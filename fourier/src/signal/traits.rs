//! Trait interfaces for signal-processing capabilities.
//!
//! These traits define the trait-first API shape shared by the transform
//! kernels and the demo signal generators.

use crate::kernel::{ExecInvariantViolation, Read1D, Read2D, Write1D, Write2D};
use ndarray::Array2;

/// 1D convolution capability.
pub trait Convolve1D<T> {
    /// Run convolution into a caller-provided output buffer.
    fn run_into<I1, I2, O>(
        &self,
        in1: &I1,
        in2: &I2,
        out: &mut O,
    ) -> Result<(), ExecInvariantViolation>
    where
        I1: Read1D<T> + ?Sized,
        I2: Read1D<T> + ?Sized,
        O: Write1D<T> + ?Sized;

    /// Run convolution and allocate output.
    fn run_alloc<I1, I2>(&self, in1: &I1, in2: &I2) -> Result<Vec<T>, ExecInvariantViolation>
    where
        I1: Read1D<T> + ?Sized,
        I2: Read1D<T> + ?Sized;
}

/// 1D derivative capability.
pub trait Derivative1D<T> {
    /// Differentiate into a caller-provided output buffer of the input's length.
    fn run_into<I, O>(&self, input: &I, out: &mut O) -> Result<(), ExecInvariantViolation>
    where
        I: Read1D<T> + ?Sized,
        O: Write1D<T> + ?Sized;

    /// Differentiate and allocate output.
    fn run_alloc<I>(&self, input: &I) -> Result<Vec<T>, ExecInvariantViolation>
    where
        I: Read1D<T> + ?Sized;
}

/// 2D gradient capability, producing `(df/dx, df/dy)`.
pub trait Gradient2D<T> {
    /// Differentiate into caller-provided fields of the input's shape.
    fn run_into<I, OX, OY>(
        &self,
        input: &I,
        dfdx: &mut OX,
        dfdy: &mut OY,
    ) -> Result<(), ExecInvariantViolation>
    where
        I: Read2D<T> + ?Sized,
        OX: Write2D<T> + ?Sized,
        OY: Write2D<T> + ?Sized;

    /// Differentiate and allocate both partial-derivative fields.
    fn run_alloc<I>(&self, input: &I) -> Result<(Array2<T>, Array2<T>), ExecInvariantViolation>
    where
        I: Read2D<T> + ?Sized;
}

/// Parametric planar curve generation capability.
pub trait CurveGenerate2D<T> {
    /// Evaluate `(x(θ), y(θ))` into caller-provided buffers.
    fn run_into<I, OX, OY>(
        &self,
        theta: &I,
        x: &mut OX,
        y: &mut OY,
    ) -> Result<(), ExecInvariantViolation>
    where
        I: Read1D<T> + ?Sized,
        OX: Write1D<T> + ?Sized,
        OY: Write1D<T> + ?Sized;

    /// Evaluate `(x(θ), y(θ))` and allocate output.
    fn run_alloc<I>(&self, theta: &I) -> Result<(Vec<T>, Vec<T>), ExecInvariantViolation>
    where
        I: Read1D<T> + ?Sized;
}

/// Fixed-length 1D pulse generation capability.
pub trait Pulse1D<T> {
    /// Generate the pulse into a caller-provided output buffer.
    fn run_into<O>(&self, out: &mut O) -> Result<(), ExecInvariantViolation>
    where
        O: Write1D<T> + ?Sized;

    /// Generate the pulse and allocate output.
    fn run_alloc(&self) -> Result<Vec<T>, ExecInvariantViolation>;
}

• _Task objective_: Lines holding "theta" are the ones to copy; find all of them in the listing.

• _Solved problem_:
        theta: &I,
    fn run_alloc<I>(&self, theta: &I) -> Result<(Vec<T>, Vec<T>), ExecInvariantViolation>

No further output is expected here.